Work task: Report each line of the listing that carries the word "Option".

Extracted data:
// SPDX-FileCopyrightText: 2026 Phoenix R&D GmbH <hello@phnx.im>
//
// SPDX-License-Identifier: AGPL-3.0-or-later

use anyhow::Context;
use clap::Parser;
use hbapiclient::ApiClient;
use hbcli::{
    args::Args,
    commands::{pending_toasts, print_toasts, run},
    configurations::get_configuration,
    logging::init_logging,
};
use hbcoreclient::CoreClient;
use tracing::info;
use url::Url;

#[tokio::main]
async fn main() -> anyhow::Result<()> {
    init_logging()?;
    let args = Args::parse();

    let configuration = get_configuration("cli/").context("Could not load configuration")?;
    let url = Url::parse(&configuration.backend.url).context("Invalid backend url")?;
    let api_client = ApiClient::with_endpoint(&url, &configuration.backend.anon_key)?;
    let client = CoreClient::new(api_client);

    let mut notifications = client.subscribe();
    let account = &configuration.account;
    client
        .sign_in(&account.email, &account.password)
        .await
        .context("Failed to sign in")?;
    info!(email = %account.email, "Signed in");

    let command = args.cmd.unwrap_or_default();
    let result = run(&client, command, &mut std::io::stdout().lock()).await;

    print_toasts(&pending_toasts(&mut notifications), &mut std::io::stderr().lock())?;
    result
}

--

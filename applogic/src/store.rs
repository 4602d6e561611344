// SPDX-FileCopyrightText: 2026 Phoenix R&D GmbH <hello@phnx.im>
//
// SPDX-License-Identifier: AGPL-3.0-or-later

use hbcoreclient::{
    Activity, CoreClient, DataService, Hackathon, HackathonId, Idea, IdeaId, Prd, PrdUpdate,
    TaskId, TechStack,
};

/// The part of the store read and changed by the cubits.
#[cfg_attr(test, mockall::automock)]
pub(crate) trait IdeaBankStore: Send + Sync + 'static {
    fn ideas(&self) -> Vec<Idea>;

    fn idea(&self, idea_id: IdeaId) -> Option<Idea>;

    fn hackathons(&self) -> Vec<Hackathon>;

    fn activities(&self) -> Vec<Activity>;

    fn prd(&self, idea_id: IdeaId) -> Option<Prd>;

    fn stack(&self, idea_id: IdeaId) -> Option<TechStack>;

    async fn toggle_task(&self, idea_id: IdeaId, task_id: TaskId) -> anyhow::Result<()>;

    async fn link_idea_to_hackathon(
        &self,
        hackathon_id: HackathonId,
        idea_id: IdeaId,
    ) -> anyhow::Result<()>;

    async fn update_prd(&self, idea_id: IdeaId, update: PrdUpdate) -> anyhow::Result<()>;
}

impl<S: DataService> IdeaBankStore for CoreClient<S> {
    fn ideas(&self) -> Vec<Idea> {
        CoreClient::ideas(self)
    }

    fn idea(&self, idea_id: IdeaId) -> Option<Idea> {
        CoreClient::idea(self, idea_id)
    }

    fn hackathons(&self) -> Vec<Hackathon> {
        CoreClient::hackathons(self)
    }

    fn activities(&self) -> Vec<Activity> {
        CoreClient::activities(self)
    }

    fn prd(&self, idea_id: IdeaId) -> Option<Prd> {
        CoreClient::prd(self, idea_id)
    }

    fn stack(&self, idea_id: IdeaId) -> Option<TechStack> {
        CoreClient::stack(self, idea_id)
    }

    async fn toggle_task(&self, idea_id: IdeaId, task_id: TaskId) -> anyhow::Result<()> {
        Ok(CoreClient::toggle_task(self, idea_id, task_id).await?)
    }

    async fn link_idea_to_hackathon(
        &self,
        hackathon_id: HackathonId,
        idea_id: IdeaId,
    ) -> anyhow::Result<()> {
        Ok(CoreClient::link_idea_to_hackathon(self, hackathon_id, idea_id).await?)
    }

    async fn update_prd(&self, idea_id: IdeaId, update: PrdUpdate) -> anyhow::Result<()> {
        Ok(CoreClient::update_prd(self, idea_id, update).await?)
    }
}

Response area:
    fn idea(&self, idea_id: IdeaId) -> Option<Idea>;
    fn prd(&self, idea_id: IdeaId) -> Option<Prd>;
    fn stack(&self, idea_id: IdeaId) -> Option<TechStack>;
    fn idea(&self, idea_id: IdeaId) -> Option<Idea> {
    fn prd(&self, idea_id: IdeaId) -> Option<Prd> {
    fn stack(&self, idea_id: IdeaId) -> Option<TechStack> {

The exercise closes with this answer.